### INSTRUCTIONS FOR THE TASK
Transcribe, without any change, the line that includes "assert_eq!(path, out);" and all the lines that come after it in the material below.

═════ SOURCE INFORMATION ═════

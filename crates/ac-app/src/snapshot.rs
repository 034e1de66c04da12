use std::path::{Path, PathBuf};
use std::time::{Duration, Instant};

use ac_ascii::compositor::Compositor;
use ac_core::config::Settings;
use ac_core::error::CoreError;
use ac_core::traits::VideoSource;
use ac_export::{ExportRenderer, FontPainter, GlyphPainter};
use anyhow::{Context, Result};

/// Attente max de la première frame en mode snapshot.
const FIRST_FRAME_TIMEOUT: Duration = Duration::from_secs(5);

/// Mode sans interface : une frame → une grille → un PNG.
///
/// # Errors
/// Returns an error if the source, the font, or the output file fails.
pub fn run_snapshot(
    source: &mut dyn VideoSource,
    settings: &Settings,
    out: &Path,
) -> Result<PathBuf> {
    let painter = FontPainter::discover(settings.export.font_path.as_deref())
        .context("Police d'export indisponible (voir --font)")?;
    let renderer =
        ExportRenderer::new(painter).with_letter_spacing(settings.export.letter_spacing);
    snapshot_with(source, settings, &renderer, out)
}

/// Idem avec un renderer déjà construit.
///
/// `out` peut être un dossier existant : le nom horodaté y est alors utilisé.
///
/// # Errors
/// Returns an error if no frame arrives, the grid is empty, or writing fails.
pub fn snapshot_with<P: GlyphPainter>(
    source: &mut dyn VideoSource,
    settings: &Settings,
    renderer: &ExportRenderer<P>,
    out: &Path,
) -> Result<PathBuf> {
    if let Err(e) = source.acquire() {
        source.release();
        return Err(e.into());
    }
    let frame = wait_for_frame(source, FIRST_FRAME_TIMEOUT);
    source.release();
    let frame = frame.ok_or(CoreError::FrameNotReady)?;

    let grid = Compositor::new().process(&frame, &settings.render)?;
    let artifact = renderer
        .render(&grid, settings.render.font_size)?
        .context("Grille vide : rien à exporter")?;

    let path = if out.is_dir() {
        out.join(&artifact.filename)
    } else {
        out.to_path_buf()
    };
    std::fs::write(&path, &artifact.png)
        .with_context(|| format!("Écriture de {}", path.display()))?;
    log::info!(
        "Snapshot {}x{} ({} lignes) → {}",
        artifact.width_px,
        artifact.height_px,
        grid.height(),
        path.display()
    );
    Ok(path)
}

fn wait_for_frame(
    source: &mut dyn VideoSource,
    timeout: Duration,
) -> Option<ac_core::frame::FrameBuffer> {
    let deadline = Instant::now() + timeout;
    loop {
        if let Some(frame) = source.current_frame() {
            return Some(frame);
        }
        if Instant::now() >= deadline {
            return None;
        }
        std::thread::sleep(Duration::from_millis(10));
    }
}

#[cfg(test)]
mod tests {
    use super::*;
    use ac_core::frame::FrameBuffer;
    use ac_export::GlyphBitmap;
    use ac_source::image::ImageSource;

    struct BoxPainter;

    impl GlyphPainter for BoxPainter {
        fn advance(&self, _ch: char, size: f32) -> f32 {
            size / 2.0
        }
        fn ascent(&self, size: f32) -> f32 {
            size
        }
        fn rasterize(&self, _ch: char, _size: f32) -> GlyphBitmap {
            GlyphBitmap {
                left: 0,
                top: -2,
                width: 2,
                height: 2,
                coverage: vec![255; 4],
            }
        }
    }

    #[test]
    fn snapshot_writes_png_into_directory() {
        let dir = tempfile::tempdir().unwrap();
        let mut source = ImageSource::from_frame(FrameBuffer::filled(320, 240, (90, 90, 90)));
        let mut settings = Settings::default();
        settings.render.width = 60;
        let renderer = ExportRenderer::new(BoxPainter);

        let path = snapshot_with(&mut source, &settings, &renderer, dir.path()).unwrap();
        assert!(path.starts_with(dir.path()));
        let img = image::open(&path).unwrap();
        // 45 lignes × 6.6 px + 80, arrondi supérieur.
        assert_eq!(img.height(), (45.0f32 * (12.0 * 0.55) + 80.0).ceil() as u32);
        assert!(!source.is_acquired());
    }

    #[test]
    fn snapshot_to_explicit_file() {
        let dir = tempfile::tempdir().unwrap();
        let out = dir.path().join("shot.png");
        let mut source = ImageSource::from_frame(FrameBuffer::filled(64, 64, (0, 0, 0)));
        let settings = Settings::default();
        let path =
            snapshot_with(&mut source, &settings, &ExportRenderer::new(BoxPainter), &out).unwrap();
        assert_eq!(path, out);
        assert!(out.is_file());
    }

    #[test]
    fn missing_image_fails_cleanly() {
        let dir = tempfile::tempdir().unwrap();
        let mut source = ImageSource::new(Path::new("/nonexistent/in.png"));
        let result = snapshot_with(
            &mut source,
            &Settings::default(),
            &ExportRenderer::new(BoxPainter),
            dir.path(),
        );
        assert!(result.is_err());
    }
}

═════

### TASK ANSWER
        assert_eq!(path, out);
        assert!(out.is_file());
    }

    #[test]
    fn missing_image_fails_cleanly() {
        let dir = tempfile::tempdir().unwrap();
        let mut source = ImageSource::new(Path::new("/nonexistent/in.png"));
        let result = snapshot_with(
            &mut source,
            &Settings::default(),
            &ExportRenderer::new(BoxPainter),
            dir.path(),
        );
        assert!(result.is_err());
    }
}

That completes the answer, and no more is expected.